Molto più noto è il rumeno Jacob Moreno Levy che ritiene che, quando si ha a che fare con un gruppo, non sono tanto i singoli individui che contano, quanto le loro relazioni. Una coppia dà luogo a due relazioni (l’uno verso l’altro e viceversa), ma tre persone danno luogo a sei relazioni. Una classe di venti alunni dà luogo a 400 relazioni circa. Ed è anche noto che un soggetto in un gruppo assume certi comportamenti, in un altro gruppo altri (un marito picchia la moglie, ma nessuno lo sa perché con gli altri è educatissimo; un alunno che in aula è educatissimo, a casa è uno scavezzacollo, o viceversa). Moreno è l’inventore del sociogramma, uno strumento che permette di vedere quali concrete relazioni si instaurano in un gruppo, in “quel” gruppo e non in un “altro”. Giuseppe è attentissimo alla lezione di italiano, è una peste quando è l’ora di matematica! Ed ancora, in un gruppo di alunni, Antonio è al centro dell’attenzione di tutti, mente Camilla “non se la fila nessuno”, come diciamo a Roma. Ma, se si tratta di copiare il compito di matematica, è Camilla al centro dell’attenzione e non Antonio, che in matematica è una frana. Insomma, le relazioni interpersonali in un gruppo strutturato qual è un gruppo di alunni della stessa classe di età contano, a volte, più della persona in quanto tale.

Si tratta di sollecitazioni che non sono indicate nei suggerimenti del Miur, ma che, per chi insegna – o comunque ha a che fare con un gruppo di adolescenti – sono di un estremo interesse. Perché, quando in un consiglio di classe si deve decidere se promuovere o bocciare, Giuseppe e Antonietta vengono giudicati diversamente da alcuni insegnanti? In molti casi gioca la materia di studio: Giuseppe è un genio in matematica, ma non sa scrivere; Camilla compone bellissimi temi, ma in matematica è una frana. In tali casi, in quale misura “gioca” la materia di studio? In quale misura, invece, la relazione alunno/a-docente?
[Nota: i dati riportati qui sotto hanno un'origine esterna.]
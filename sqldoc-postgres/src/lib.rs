//! PostgreSQL executor for sqldoc.
//!
//! Documents live in tables shaped `(id <key type> PRIMARY KEY, data jsonb NOT NULL)`. The
//! executor never creates tables; they are expected to exist before a session writes to them.
//!
//! # Quick Start
//!
//! ```ignore
//! use sqldoc::{prelude::*, postgres::PostgresExecutor};
//!
//! let executor = PostgresExecutor::builder(StoreTarget::postgres("postgres://localhost/docs"))
//!     .max_connections(5)
//!     .build()
//!     .await?;
//!
//! let mut session = DocumentSession::new(executor);
//! ```

#[allow(unused_extern_crates)]
extern crate self as sqldoc_postgres;

pub mod store;

pub use store::{PostgresExecutor, PostgresExecutorBuilder};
Concludendo, un pizzico di psicologia e di dinamica dei gruppi (in particolare dei gruppi di apprendimento) rientra senz’altro nelle competenze di un insegnante, che a volte sono più importanti e determinanti delle competenze disciplinari. Ecco perché io sono sempre per l’insegnante “doppio”, specialista nella disciplina di insegnamento nonché specialista, appunto – ma ciò è più difficile – nella psicologia e nella dinamica di gruppo. E non voglio chiamare in causa Aldo Visalberghi che in “Pedagogia e scienze dell’educazione” individua ben 24 (ventiquattro!!!) discipline che un bravo insegnante dovrebbe padroneggiare, ovviamente oltre la materia di insegnamento! Troppa grazia,Sant’Antonio, come diciamo a Roma!